Text
Nr. 318
Der Reichsausschuß für das deutsche Volksbegehren an den Reichsminister des Innern. 10. Oktober 1929
R 43 I/1889, Bl. 31 f., hier: Bl. 31 f. Abschrift1
[Betrifft: Beschlagnahmung von Material des Reichsausschusses für das Volksbegehren.]
Am 9. Oktober des Jahres haben Kriminalbeamte in Dortmund, Arnsberg und anderen Orten Westfalens – wie sie sagten „im Auftrage des Reichsinnenministers Severing“ – Haussuchungen auch bei Persönlichkeiten vorgenommen, die, wie z. B. der Major a. D. Heider in Dortmund, nicht Mitglieder des Stahlhelms sind2, und haben dort die zahlreichen Rundschreiben und Einzelanweisungen des Reichsausschusses für die Durchführung des Volksbegehrens und alles Werbematerial für das Volksbegehren beschlagnahmt und fortgeschafft. Sie gaben ausdrücklich an, zur Beschlagnahme auch des Materials des Reichsausschusses für das deutsche Volksbegehren beauftragt zu sein und wiesen einen schriftlichen Befehl dazu vor. Daraus geht hervor, daß mit dem – im Einverständnis mit Ihnen – angeordneten und von den Kriminalbeamten durchgeführten Vorgehen jedenfalls auch die Vorarbeiten für das Volksbegehren in verfassungswidriger Weise gestört werden sollten.
Die hier begangene Verfassungsverletzung, gegen die alle gesetzlichen Schritte vorbehalten bleiben, wird dadurch nicht aus der Welt geschafft, daß das Material für das Volksbegehren, nachdem die Beamten es durchgesehen hatten, nach einiger Zeit wieder zurückgebracht wurde. Damit ist lediglich der Rechtsbruch zugestanden.
[1035] Wir müssen von Ihnen, als dem zum besonderen Schutz der Verfassung berufenen Minister fordern, daß die für diese Verfassungsverletzung Schuldigen unverzüglich zur Verantwortung gezogen werden und nachdrücklich Vorsorge gegen solche Verfassungsverletzungen getroffen wird.
Weiter haben die hinter uns stehenden Millionen deutscher Staatsbürger Anspruch auf eine klare Auskunft, ob Sie als der mit dem besonderen Schutz der Verfassung betraute Reichsminister eine Anweisung gegeben oder gebilligt haben, die von den Kriminalbeamten in Westfalen, wie diese es behaupteten, verlangte, daß auch das Material des Reichsausschusses bzw. das Werbematerial für das Volksbegehren beschlagnahmt werden sollte3.

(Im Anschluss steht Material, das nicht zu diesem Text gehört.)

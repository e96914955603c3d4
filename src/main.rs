use clap::Parser;
use datedirs_config::Config;
use datedirs_extract::models::MonthLexicon;
use datedirs_library::organize::{OrganizeEvent, Summary, organize};
use datedirs_storage::backend::LocalBackend;
use std::path::{Path, PathBuf};
use std::process::ExitCode;
use tracing::level_filters::LevelFilter;

/// Rename folders exported from a photo library ("12 stycznia 2020",
/// "IMG, 12 stycznia 2020") to YYYY-MM-DD, merging folders that end up with
/// the same date.
#[derive(Parser, Debug)]
#[command(version, about, long_about = None)]
struct Args {
    /// Folder containing the exported date folders
    root: PathBuf,
}

fn main() -> ExitCode {
    let args = Args::parse();

    // Logging isn't configured yet, so report configuration errors with the
    // default subscriber before giving up.
    let config = match Config::load() {
        Ok(config) => config,
        Err(err) => {
            init_logging(LevelFilter::INFO);
            tracing::error!(error = ?err, "Could not load configuration");
            return ExitCode::FAILURE;
        },
    };
    // Validated while loading.
    init_logging(config.level_filter().unwrap_or(LevelFilter::INFO));

    let lexicon = match config.lexicon() {
        Ok(lexicon) => lexicon,
        Err(err) => {
            tracing::error!(error = ?err, "Invalid month table");
            return ExitCode::FAILURE;
        },
    };
    tracing::debug!(root = %args.root.display(), locale = %config.locale, "Organizing folders");
    run(&args.root, &lexicon)
}

/// Organizes `root` and maps the outcome to the process exit code: failure
/// only when the root itself can't be listed.
fn run(root: &Path, lexicon: &MonthLexicon) -> ExitCode {
    let backend = match LocalBackend::new(root) {
        Ok(backend) => backend,
        Err(err) => {
            tracing::error!(root = %root.display(), error = ?err, "Cannot list directory");
            return ExitCode::FAILURE;
        },
    };

    let mut summary = Summary::default();
    for event in organize(&backend, lexicon) {
        summary.record(&event);
        match event {
            Ok(OrganizeEvent::Complete) => {
                tracing::info!(
                    discovered = summary.discovered,
                    renamed = summary.renamed,
                    merged = summary.merged,
                    incomplete = summary.incomplete,
                    skipped = summary.skipped,
                    failed = summary.failed,
                    "Done"
                );
            },
            Ok(_) => {},
            Err(err) if err.is_fatal() => {
                tracing::error!(root = %root.display(), error = ?err, "Cannot list directory");
                return ExitCode::FAILURE;
            },
            Err(err) => tracing::warn!(error = ?err, "Skipping folder"),
        }
    }
    ExitCode::SUCCESS
}

fn init_logging(level: LevelFilter) {
    tracing_subscriber::fmt().with_max_level(level).with_target(false).with_writer(std::io::stderr).init();
}

#[cfg(test)]
mod tests {
    use super::*;
    use clap::CommandFactory;
    use std::fs;

    #[test]
    fn test_cli_definition() {
        Args::command().debug_assert();
    }

    #[test]
    fn test_root_is_the_only_argument() {
        assert!(Args::try_parse_from(["datedirs"]).is_err());
        assert!(Args::try_parse_from(["datedirs", "a", "b"]).is_err());
        let args = Args::try_parse_from(["datedirs", "/photos/Export"]).unwrap();
        assert_eq!(args.root, PathBuf::from("/photos/Export"));
    }

    #[test]
    fn test_missing_root_fails() {
        let temp_dir = tempfile::tempdir().unwrap();
        let root = temp_dir.path().join("Export");
        assert_eq!(run(&root, &MonthLexicon::default()), ExitCode::FAILURE);
    }

    #[test]
    fn test_root_that_is_a_file_fails() {
        let temp_dir = tempfile::tempdir().unwrap();
        let root = temp_dir.path().join("Export");
        fs::write(&root, "not a folder").unwrap();
        assert_eq!(run(&root, &MonthLexicon::default()), ExitCode::FAILURE);
    }

    #[test]
    fn test_folder_failures_still_succeed() {
        let temp_dir = tempfile::tempdir().unwrap();
        let root = temp_dir.path();
        for folder in ["31 lutego 2020", "5 May 2021", "IMG, 5 maja 2021", "2021-06-01"] {
            fs::create_dir(root.join(folder)).unwrap();
        }
        assert_eq!(run(root, &MonthLexicon::default()), ExitCode::SUCCESS);
        assert!(root.join("2021-05-05").is_dir());
        assert!(root.join("31 lutego 2020").is_dir());
        assert!(root.join("5 May 2021").is_dir());
        assert!(root.join("2021-06-01").is_dir());
    }
}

Mit vorzüglicher Hochachtung
Reichsausschuß
für das
deutsche Volksbegehren.
Der Hauptgeschäftsführer.
gez. von Egan-Krieger
Fußnoten
- 1
Die Abschrift wurde dem RK vom Reichsausschuß übersandt, „mit der Bitte um umgehenden Bescheid, was vom Herrn RK zur Abstellung derartiger Verfassungsbrüche durch staatliche Behörden veranlaßt worden ist“ (R 43 I/1889, Bl. 30, hier: Bl. 30).
- 2
Das bezieht sich auf das Verbot des Stahlhelms im Rheinland und Westfalen am 9.10.29; siehe dazu Dok. Nr. 333 und Schultheß 1929, S. 186.
- 3
Dem in der Presse veröffentlichten Schreiben antwortete der RIM gleichfalls in der Presse, die Durchsuchung falle in die gesetzliche Zuständigkeit und den Anordnungsbereich des PrIM. Im gleichen Sinn antwortete der RK, der sich auf die Feststellung des RIM bezog. Nach Angaben des RIM habe der genannte Major a. D. Heider zu den Leitern des Manövers von Langenberg gehört, das das Stahlhelmverbot auslöste (R 43 I/1889, Bl. 33 f., hier: Bl. 33 f.). Eine weitere Beschwerde des Reichsausschusses wurde dem RK am 16. 10. zugesandt; ihr waren Schreiben an den RIM beigefügt, die Angaben über Erschwerungen und Verhinderungen des Volksbegehrens enthielten (R 43 I/1889, Bl. 89-101, hier: Bl. 89-101).